Court Opinion

ID: 9540515
Source: CourtListenerOpinion
Date Created: 2023-08-07 16:17:01.937924+00
Date Added: 2024-06-11T14:59:55.756397
License: Public Domain

DICKSON, Justice,
concurring and dissenting.
While the cases cited in the majority opinion support the general rule that “words alone” are not sufficient provocation to reduce murder to manslaughter, they primarily arise from claims of “fighting words” as provocation. Such cases do not involve sexual infidelity, the discovery of which can support a claim of provocation.
In Henning v. State (1886), 106 Ind. 386, 401, 6 N.E. 803, 813, this Court stated:
We think it abundantly settled that no man can deliberately take a woman’s life, even though she is his betrothed, because he believes that she is false to him, and if he does slay her, after time for deliberation, he is guilty of murder in the first degree. If upon first discovering her infidelity he slays her, then, possibly, the killing might be reduced to manslaughter, but it is nothing less than murder, when after ample time for passion to subside, he deliberately kills her.
Claims of provocation arising from infidelity were involved in both Wollam v. State (1978), 269 Ind. 286, 380 N.E.2d 82, and Harlan v. State (1985), Ind., 479 N.E.2d 569. Wollam upheld a murder conviction *942of a defendant who fatally shot his ex-wife, with whom he shared a “connubial and stormy relationship,” after she demanded money for sexual favors and “unfavorably compared the defendant’s sexual prowess with that of her other lovers.” Regarding possible provocation, this Court noted:
[t]here is nothing to show that the provocation offered by the decedent on the day of the killing was unusual in her continuing relationship with the defendant....
269 N.E.2d at 295, 380 N.E.2d at 87. In Harlan the giving of an instruction on the “cooling off” period was upheld where the defendant fatally shot his wife’s lover three weeks after he discovered the two engaged in sexual intercourse. The Court rejected the defendant’s argument that his wife’s flaunting of her affair and sexual belittling of him was so continuous as to maintain sudden heat.
Significantly, neither Wollam nor Harlan cites the “mere words” or “words alone” rationale to reject the infidelity-based provocation claim. As recognized in these cases by implication, and in Henning by express language, discovery of infidelity may properly serve as a basis for a defense claim of provocation.

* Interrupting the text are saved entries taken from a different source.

//! Mock transport for testing

use super::Transport;
use crate::error::{Error, Result};
use std::collections::VecDeque;
use std::sync::{Arc, Mutex};

/// Mock transport for unit testing
#[derive(Clone, Default)]
pub struct MockTransport {
    inner: Arc<Mutex<MockTransportInner>>,
}

#[derive(Default)]
struct MockTransportInner {
    read_buffer: VecDeque<u8>,
    write_buffer: Vec<u8>,
    fail_writes: bool,
}

impl MockTransport {
    /// Create a new mock transport
    pub fn new() -> Self {
        Self::default()
    }

    /// Inject data to be read
    pub fn inject_read(&self, data: &[u8]) {
        let mut inner = self.inner.lock().unwrap();
        inner.read_buffer.extend(data);
    }

    /// Get all written data
    pub fn written(&self) -> Vec<u8> {
        let inner = self.inner.lock().unwrap();
        inner.write_buffer.clone()
    }

    /// Clear written data
    pub fn clear_written(&self) {
        let mut inner = self.inner.lock().unwrap();
        inner.write_buffer.clear();
    }

    /// Make subsequent writes fail (exercises the fatal serial path)
    pub fn fail_writes(&self, fail: bool) {
        let mut inner = self.inner.lock().unwrap();
        inner.fail_writes = fail;
    }
}

impl Transport for MockTransport {
    fn read(&mut self, buffer: &mut [u8]) -> Result<usize> {
        let mut inner = self.inner.lock().unwrap();
        let available = inner.read_buffer.len().min(buffer.len());

        for item in buffer.iter_mut().take(available) {
            *item = inner.read_buffer.pop_front().unwrap();
        }

        Ok(available)
    }

    fn write_all(&mut self, data: &[u8]) -> Result<()> {
        let mut inner = self.inner.lock().unwrap();
        if inner.fail_writes {
            return Err(Error::Io(std::io::Error::new(
                std::io::ErrorKind::BrokenPipe,
                "mock write failure",
            )));
        }
        inner.write_buffer.extend_from_slice(data);
        Ok(())
    }

    fn flush(&mut self) -> Result<()> {
        Ok(())
    }
}
//! Motor/IMU controller board driver.
//!
//! `BoardDriver` owns the serial handle for its whole lifetime. The port is
//! shared between the caller's command path (writes) and an internal reader
//! thread (reads) through a mutex; critical sections are a single bounded
//! read or one frame write, so neither side can starve the other. The
//! reader folds unsolicited reports into a `States` snapshot that
//! `snapshot()` copies out.
//!
//! The board is a mandatory resource: if it cannot be opened within the
//! retry budget, or a command write fails after connect, the caller is
//! expected to shut the process down.

pub mod protocol;
pub mod reader;

use crate::core::types::{MotorCommands, States};
use crate::error::{Error, Result};
use crate::transport::{SerialTransport, Transport};
use parking_lot::Mutex;
use std::sync::Arc;
use std::sync::atomic::{AtomicBool, Ordering};
use std::thread::{self, JoinHandle};
use std::time::{Duration, Instant};

/// Connect retry backoff: 200 ms doubling to a 1 s cap, 5 s total budget
const RETRY_DELAYS_MS: [u64; 4] = [200, 400, 800, 1000];
const RETRY_BUDGET: Duration = Duration::from_secs(5);

/// Driver for the serial-attached controller board
pub struct BoardDriver {
    port: Arc<Mutex<Box<dyn Transport>>>,
    state: Arc<Mutex<States>>,
    shutdown: Arc<AtomicBool>,
    reader_handle: Option<JoinHandle<()>>,
}

impl BoardDriver {
    /// Open the board with a bounded retry schedule.
    ///
    /// Returns the last open error once the 5 s budget is exhausted.
    pub fn connect(device: &str, baud: u32) -> Result<Self> {
        let started = Instant::now();
        let mut delays = RETRY_DELAYS_MS
            .iter()
            .copied()
            .chain(std::iter::repeat(1000));

        loop {
            match SerialTransport::open(device, baud) {
                Ok(t) => return Ok(Self::with_transport(Box::new(t))),
                Err(e) => {
                    let delay = Duration::from_millis(delays.next().unwrap_or(1000));
                    if started.elapsed() + delay > RETRY_BUDGET {
                        log::error!("Giving up on {}: {}", device, e);
                        return Err(e);
                    }
                    log::warn!("Open {} failed ({}), retrying in {:?}", device, e, delay);
                    thread::sleep(delay);
                }
            }
        }
    }

    /// Wrap an already-open transport (tests use this with a mock)
    pub fn with_transport(transport: Box<dyn Transport>) -> Self {
        Self {
            port: Arc::new(Mutex::new(transport)),
            state: Arc::new(Mutex::new(States::default())),
            shutdown: Arc::new(AtomicBool::new(false)),
            reader_handle: None,
        }
    }

    /// Start the background reader thread
    pub fn start(&mut self) -> Result<()> {
        if self.reader_handle.is_some() {
            return Ok(());
        }

        let port = Arc::clone(&self.port);
        let shutdown = Arc::clone(&self.shutdown);
        let state = Arc::clone(&self.state);

        self.reader_handle = Some(
            thread::Builder::new()
                .name("board-reader".to_string())
                .spawn(move || reader_loop_entry(port, shutdown, state))
                .map_err(|e| Error::Other(format!("Failed to spawn reader thread: {}", e)))?,
        );

        Ok(())
    }

    fn send(&self, frame: &[u8]) -> Result<()> {
        let mut port = self.port.lock();
        port.write_all(frame)
    }

    /// Apply four motor values (clamped at the protocol layer)
    pub fn set_motor(&self, m: MotorCommands) -> Result<()> {
        self.send(&protocol::cmd_motor(m))
    }

    /// Sound the buzzer for `on_time_ms` milliseconds
    pub fn set_beep(&self, on_time_ms: u16) -> Result<()> {
        self.send(&protocol::cmd_beep(on_time_ms))
    }

    /// Enable or disable unsolicited sensor reports
    pub fn set_auto_report(&self, enable: bool, forever: bool) -> Result<()> {
        self.send(&protocol::cmd_auto_report(enable, forever))
    }

    /// Ask the board to report its firmware version (reply is logged)
    pub fn request_version(&self) -> Result<()> {
        self.send(&protocol::cmd_request_data(protocol::FUNC_VERSION, 0))
    }

    /// Copy of the latest sensor snapshot
    pub fn snapshot(&self) -> States {
        *self.state.lock()
    }

    /// Stop the reader thread and release the port.
    ///
    /// Idempotent; also runs on drop so the port is released on any exit
    /// path, including unwinds.
    pub fn shutdown(&mut self) {
        self.shutdown.store(true, Ordering::Relaxed);
        if let Some(handle) = self.reader_handle.take() {
            let _ = handle.join();
        }
    }
}

fn reader_loop_entry(
    port: Arc<Mutex<Box<dyn Transport>>>,
    shutdown: Arc<AtomicBool>,
    state: Arc<Mutex<States>>,
) {
    reader::reader_loop(port, shutdown, state);
}

impl Drop for BoardDriver {
    fn drop(&mut self) {
        self.shutdown();
    }
}

#[cfg(test)]
mod tests {
    use super::*;
    use crate::transport::MockTransport;

    #[test]
    fn test_commands_reach_the_wire() {
        let mock = MockTransport::new();
        let driver = BoardDriver::with_transport(Box::new(mock.clone()));

        driver
            .set_motor(MotorCommands {
                m1: 1,
                m2: 2,
                m3: 3,
                m4: 4,
            })
            .unwrap();
        driver.set_beep(100).unwrap();

        let written = mock.written();
        let motor = protocol::cmd_motor(MotorCommands {
            m1: 1,
            m2: 2,
            m3: 3,
            m4: 4,
        });
        assert_eq!(&written[..motor.len()], &motor[..]);
        assert_eq!(&written[motor.len()..], &protocol::cmd_beep(100)[..]);
    }

    #[test]
    fn test_write_failure_propagates() {
        let mock = MockTransport::new();
        mock.fail_writes(true);
        let driver = BoardDriver::with_transport(Box::new(mock));
        assert!(driver.set_motor(MotorCommands::ZERO).is_err());
    }

    #[test]
    fn test_reader_updates_snapshot() {
        let mock = MockTransport::new();

        // Encoder report frame
        let mut payload = Vec::new();
        for v in [10i32, 20, 30, 40] {
            payload.extend_from_slice(&v.to_le_bytes());
        }
        let ext_len = (payload.len() + 3) as u8;
        let mut frame = vec![protocol::HEAD, protocol::RESPONSE_ID, ext_len, 0x0D];
        frame.extend_from_slice(&payload);
        let sum = payload
            .iter()
            .fold(ext_len as u32 + 0x0Du32, |s, &b| s + b as u32);
        frame.push((sum & 0xFF) as u8);
        mock.inject_read(&frame);

        let mut driver = BoardDriver::with_transport(Box::new(mock));
        driver.start().unwrap();

        let deadline = Instant::now() + Duration::from_secs(1);
        loop {
            let st = driver.snapshot();
            if st.enc.e1 == 10 {
                assert_eq!(st.enc.e4, 40);
                break;
            }
            assert!(Instant::now() < deadline, "reader never parsed the frame");
            thread::sleep(Duration::from_millis(5));
        }
        driver.shutdown();
    }
}
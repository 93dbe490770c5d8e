//! Fixed-rate loop scheduler with overrun accounting.
//!
//! `sleep()` advances a monotonic "next tick" schedule by one period. When
//! the loop overruns, the schedule restarts from now instead of bursting
//! through the missed ticks; bursts would flood the serial and TCP pipelines
//! downstream. Lateness counters are exposed for the health summary.

use std::thread;
use std::time::{Duration, Instant};

/// Periodic scheduler for worker loops
#[derive(Debug)]
pub struct RateLimiter {
    hz: f64,
    next: Instant,
    late_ticks: u64,
    skipped_ticks: u64,
    last_late_s: f64,
    max_late_s: f64,
}

impl RateLimiter {
    pub fn new(hz: f64) -> Self {
        Self {
            hz: if hz > 0.0 { hz } else { 1.0 },
            next: Instant::now(),
            late_ticks: 0,
            skipped_ticks: 0,
            last_late_s: 0.0,
            max_late_s: 0.0,
        }
    }

    /// Change the rate; takes effect on the next `sleep`
    pub fn set_hz(&mut self, hz: f64) {
        self.hz = if hz > 0.0 { hz } else { 1.0 };
    }

    pub fn hz(&self) -> f64 {
        self.hz
    }

    /// Restart the schedule from now and zero the counters
    pub fn reset(&mut self) {
        self.next = Instant::now();
        self.late_ticks = 0;
        self.skipped_ticks = 0;
        self.last_late_s = 0.0;
        self.max_late_s = 0.0;
    }

    /// Ticks where the loop was late enough to skip ahead
    pub fn late_ticks(&self) -> u64 {
        self.late_ticks
    }

    /// Estimated periods skipped across all overruns
    pub fn skipped_ticks(&self) -> u64 {
        self.skipped_ticks
    }

    /// Lateness of the most recent overrun, seconds
    pub fn last_late_s(&self) -> f64 {
        self.last_late_s
    }

    /// Worst lateness observed, seconds
    pub fn max_late_s(&self) -> f64 {
        self.max_late_s
    }

    /// Sleep until the next tick, skipping ahead on overrun
    pub fn sleep(&mut self) {
        let period = Duration::from_secs_f64(1.0 / self.hz);
        self.next += period;

        let now = Instant::now();
        if now > self.next {
            let late_s = (now - self.next).as_secs_f64();
            self.last_late_s = late_s;
            if late_s > self.max_late_s {
                self.max_late_s = late_s;
            }
            self.late_ticks += 1;

            // Conservative estimate of missed periods (+1 for the current one)
            self.skipped_ticks += (late_s / period.as_secs_f64()) as u64 + 1;

            self.next = now + period;
        }

        let now = Instant::now();
        if self.next > now {
            thread::sleep(self.next - now);
        }
    }
}

#[cfg(test)]
mod tests {
    use super::*;

    #[test]
    fn test_holds_rate_when_loop_is_fast() {
        let mut rl = RateLimiter::new(200.0);
        rl.reset();
        let start = Instant::now();
        for _ in 0..10 {
            rl.sleep();
        }
        let elapsed = start.elapsed().as_secs_f64();
        // 10 ticks at 5 ms each; allow generous slack for CI schedulers
        assert!(elapsed >= 0.045, "ran too fast: {elapsed}");
    }

    #[test]
    fn test_overrun_skips_ahead() {
        let mut rl = RateLimiter::new(1000.0);
        rl.reset();
        thread::sleep(Duration::from_millis(20));
        rl.sleep();
        assert_eq!(rl.late_ticks(), 1);
        assert!(rl.skipped_ticks() >= 15);
        assert!(rl.last_late_s() > 0.0);
        assert!(rl.max_late_s() >= rl.last_late_s());

        // schedule restarted from "now": the next tick is on time again
        rl.sleep();
        assert_eq!(rl.late_ticks(), 1);
    }

    #[test]
    fn test_set_hz_rejects_nonpositive() {
        let mut rl = RateLimiter::new(0.0);
        assert_eq!(rl.hz(), 1.0);
        rl.set_hz(-5.0);
        assert_eq!(rl.hz(), 1.0);
        rl.set_hz(250.0);
        assert_eq!(rl.hz(), 250.0);
    }
}
//! Board response stream parsing and the reader thread.
//!
//! The board emits unsolicited report frames once auto-reporting is enabled.
//! `FrameParser` reassembles them from the raw byte stream; `reader_loop`
//! runs on a dedicated thread, feeding the parser from the serial port and
//! folding verified reports into the shared sensor snapshot.

use super::protocol::{self, FUNC_VERSION, HEAD, RESPONSE_ID};
use crate::core::types::States;
use crate::transport::Transport;
use parking_lot::Mutex;
use std::sync::Arc;
use std::sync::atomic::{AtomicBool, Ordering};
use std::thread;
use std::time::Duration;

/// Longest data section the board ever sends; anything larger is junk
const MAX_DATA_LEN: usize = 200;

/// Cap on buffered unparsed bytes; a stream with no sync bytes is dropped
const MAX_BUFFER_SIZE: usize = 4096;

/// Incremental parser for board response frames.
///
/// Frames: `[0xFF] [0xFB] [EXT_LEN] [EXT_TYPE] [data..] [RX_CHECK]` where
/// `EXT_LEN - 2` bytes follow `EXT_TYPE` (checksum included). Any
/// verification failure drops a single byte and rescans, so one corrupt
/// byte costs at most one frame.
#[derive(Default)]
pub struct FrameParser {
    buf: Vec<u8>,
    bad_frames: u64,
}

impl FrameParser {
    pub fn new() -> Self {
        Self {
            buf: Vec::with_capacity(512),
            bad_frames: 0,
        }
    }

    /// Append raw bytes from the transport
    pub fn push(&mut self, bytes: &[u8]) {
        self.buf.extend_from_slice(bytes);
        if self.buf.len() > MAX_BUFFER_SIZE && !self.buf.contains(&HEAD) {
            self.buf.clear();
        }
    }

    /// Frames that failed verification so far
    pub fn bad_frames(&self) -> u64 {
        self.bad_frames
    }

    /// Extract the next verified frame as `(ext_type, payload)`.
    ///
    /// The payload excludes the trailing checksum byte. Returns `None` when
    /// the buffer holds no complete frame yet.
    pub fn next_frame(&mut self) -> Option<(u8, Vec<u8>)> {
        loop {
            if self.buf.len() < 4 {
                return None;
            }

            if self.buf[0] != HEAD || self.buf[1] != RESPONSE_ID {
                self.buf.remove(0);
                continue;
            }

            let ext_len = self.buf[2] as usize;
            let ext_type = self.buf[3];

            // data section = payload + checksum byte
            let data_len = match ext_len.checked_sub(2) {
                Some(n) if (1..=MAX_DATA_LEN).contains(&n) => n,
                _ => {
                    self.bad_frames += 1;
                    self.buf.remove(0);
                    continue;
                }
            };

            let total = 4 + data_len;
            if self.buf.len() < total {
                return None;
            }

            let data = &self.buf[4..total];
            let rx_check = data[data_len - 1];
            let sum = data[..data_len - 1]
                .iter()
                .fold(ext_len as u32 + ext_type as u32, |s, &b| s + b as u32);

            if (sum & 0xFF) as u8 != rx_check {
                self.bad_frames += 1;
                self.buf.remove(0);
                continue;
            }

            let payload = data[..data_len - 1].to_vec();
            self.buf.drain(..total);
            return Some((ext_type, payload));
        }
    }
}

/// Reader loop - parses report frames and updates the shared snapshot.
///
/// Runs until the shutdown flag is set. The port lock is held only for the
/// duration of one bounded read so the command path is never starved.
pub(super) fn reader_loop(
    port: Arc<Mutex<Box<dyn Transport>>>,
    shutdown: Arc<AtomicBool>,
    state: Arc<Mutex<States>>,
) {
    let mut parser = FrameParser::new();
    let mut version_logged = false;
    let mut last_bad = 0u64;

    while !shutdown.load(Ordering::Relaxed) {
        let mut chunk = [0u8; 256];
        let n = {
            let mut port = port.lock();
            match port.read(&mut chunk) {
                Ok(n) => n,
                Err(e) => {
                    log::error!("Board read error: {}", e);
                    drop(port);
                    thread::sleep(Duration::from_millis(10));
                    continue;
                }
            }
        };

        if n == 0 {
            // Timeout with nothing buffered; yield before polling again
            thread::sleep(Duration::from_millis(1));
            continue;
        }

        parser.push(&chunk[..n]);

        while let Some((ext_type, payload)) = parser.next_frame() {
            if ext_type == FUNC_VERSION {
                if !version_logged
                    && let Some(v) = protocol::parse_version(&payload)
                {
                    log::info!("Board firmware version {}.{}", v.major, v.minor);
                    version_logged = true;
                }
                continue;
            }

            let mut st = state.lock();
            protocol::apply_report(ext_type, &payload, &mut st);
        }

        let bad = parser.bad_frames();
        if bad != last_bad {
            log::debug!("Board frame checksum failures: {}", bad);
            last_bad = bad;
        }
    }

    log::info!("Board reader thread exiting");
}

#[cfg(test)]
mod tests {
    use super::*;

    /// Build a valid response frame around `payload`
    fn rx_frame(ext_type: u8, payload: &[u8]) -> Vec<u8> {
        let ext_len = (payload.len() + 3) as u8;
        let mut f = vec![HEAD, RESPONSE_ID, ext_len, ext_type];
        f.extend_from_slice(payload);
        let sum = payload
            .iter()
            .fold(ext_len as u32 + ext_type as u32, |s, &b| s + b as u32);
        f.push((sum & 0xFF) as u8);
        f
    }

    #[test]
    fn test_parses_single_frame() {
        let mut p = FrameParser::new();
        p.push(&rx_frame(0x0D, &[1, 2, 3, 4]));
        let (ty, payload) = p.next_frame().unwrap();
        assert_eq!(ty, 0x0D);
        assert_eq!(payload, vec![1, 2, 3, 4]);
        assert_eq!(p.next_frame(), None);
        assert_eq!(p.bad_frames(), 0);
    }

    #[test]
    fn test_partial_frame_waits_for_more_bytes() {
        let mut p = FrameParser::new();
        let frame = rx_frame(0x0B, &[9; 18]);
        p.push(&frame[..10]);
        assert_eq!(p.next_frame(), None);
        p.push(&frame[10..]);
        assert!(p.next_frame().is_some());
    }

    #[test]
    fn test_resync_after_garbage_prefix() {
        let mut p = FrameParser::new();
        p.push(&[0x00, 0x42, 0xFF, 0x13]); // noise, including a lone head byte
        p.push(&rx_frame(0x0C, &[1, 2, 3, 4, 5, 6]));
        let (ty, payload) = p.next_frame().unwrap();
        assert_eq!(ty, 0x0C);
        assert_eq!(payload.len(), 6);
    }

    #[test]
    fn test_corrupt_checksum_drops_one_byte_and_recovers() {
        let mut p = FrameParser::new();
        let mut bad = rx_frame(0x0D, &[1, 2, 3, 4]);
        let last = bad.len() - 1;
        bad[last] ^= 0xA5;
        p.push(&bad);
        p.push(&rx_frame(0x0D, &[5, 6, 7, 8]));
        let (_, payload) = p.next_frame().unwrap();
        assert_eq!(payload, vec![5, 6, 7, 8]);
        assert!(p.bad_frames() >= 1);
    }

    #[test]
    fn test_injected_head_byte_recovers_next_frame() {
        // A stray 0xFF inserted mid-stream must cost at most the bytes
        // before the next valid frame, never corrupt a decoded value.
        let mut p = FrameParser::new();
        let mut stream = rx_frame(0x0D, &[1, 2, 3, 4]);
        stream.push(0xFF); // garbage byte between frames
        stream.extend_from_slice(&rx_frame(0x0D, &[5, 6, 7, 8]));
        p.push(&stream);
        assert_eq!(p.next_frame().unwrap().1, vec![1, 2, 3, 4]);
        assert_eq!(p.next_frame().unwrap().1, vec![5, 6, 7, 8]);
    }

    #[test]
    fn test_junk_stream_is_bounded() {
        let mut p = FrameParser::new();
        for _ in 0..40 {
            p.push(&[0x11; 256]);
            assert_eq!(p.next_frame(), None);
        }
        assert!(p.buf.len() <= MAX_BUFFER_SIZE + 256);
    }
}
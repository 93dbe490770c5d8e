//! Latest-value mailbox: one writer, many readers, newest value wins.
//!
//! The slot sits behind a `parking_lot` mutex held only for the duration of
//! a copy, so readers may see a stale value but never a torn one. The
//! sequence counter is atomic and separate from the lock: a reader that
//! observes a nonzero sequence (acquire) is guaranteed the matching `store`
//! (release) completed on the writer thread.

use parking_lot::Mutex;
use std::sync::atomic::{AtomicU64, Ordering};

/// Cell holding the most recent value of `T` with a write sequence
#[derive(Debug, Default)]
pub struct Mailbox<T> {
    slot: Mutex<T>,
    seq: AtomicU64,
}

impl<T: Clone + Default> Mailbox<T> {
    pub fn new() -> Self {
        Self {
            slot: Mutex::new(T::default()),
            seq: AtomicU64::new(0),
        }
    }

    /// Overwrite the slot and advance the sequence.
    ///
    /// Single-writer: only one worker may call this on a given mailbox.
    pub fn store(&self, v: T) {
        *self.slot.lock() = v;
        self.seq.fetch_add(1, Ordering::Release);
    }

    /// Copy of the latest value, or `None` if nothing was ever stored
    pub fn load(&self) -> Option<T> {
        if self.seq.load(Ordering::Acquire) == 0 {
            return None;
        }
        Some(self.slot.lock().clone())
    }

    /// Copy of the latest value, default if nothing was ever stored
    pub fn load_or_default(&self) -> T {
        self.slot.lock().clone()
    }

    /// Number of stores so far
    pub fn seq(&self) -> u64 {
        self.seq.load(Ordering::Acquire)
    }
}

#[cfg(test)]
mod tests {
    use super::*;
    use std::sync::Arc;
    use std::thread;

    #[test]
    fn test_empty_mailbox() {
        let mb: Mailbox<u32> = Mailbox::new();
        assert_eq!(mb.load(), None);
        assert_eq!(mb.load_or_default(), 0);
        assert_eq!(mb.seq(), 0);
    }

    #[test]
    fn test_store_load() {
        let mb = Mailbox::new();
        mb.store(7u32);
        assert_eq!(mb.load(), Some(7));
        mb.store(9);
        assert_eq!(mb.load(), Some(9));
        assert_eq!(mb.seq(), 2);
    }

    #[test]
    fn test_readers_see_some_written_value() {
        let mb = Arc::new(Mailbox::new());
        let writer = {
            let mb = Arc::clone(&mb);
            thread::spawn(move || {
                for i in 1..=1000u64 {
                    mb.store(i);
                }
            })
        };
        let reader = {
            let mb = Arc::clone(&mb);
            thread::spawn(move || {
                let mut last = 0u64;
                for _ in 0..1000 {
                    if let Some(v) = mb.load() {
                        // values only move forward from this reader's view
                        assert!(v >= last);
                        last = v;
                    }
                }
            })
        };
        writer.join().unwrap();
        reader.join().unwrap();
        assert_eq!(mb.load(), Some(1000));
    }
}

Clearly, one manner in which a person could discover such infidelity is by verbal communication. The general recital that mere words are insufficient for provocation is more appropriate to taunting or insulting words, particularly in “fighting words” cases, but it should not necessarily be applied to words informing of conduct that could properly justify a provocation claim. Provocation should be recognized when a defendant discovers qualifying inflammatory conduct, regardless whether such knowledge is acquired visually or verbally.
Upon the other issues, I concur with the majority.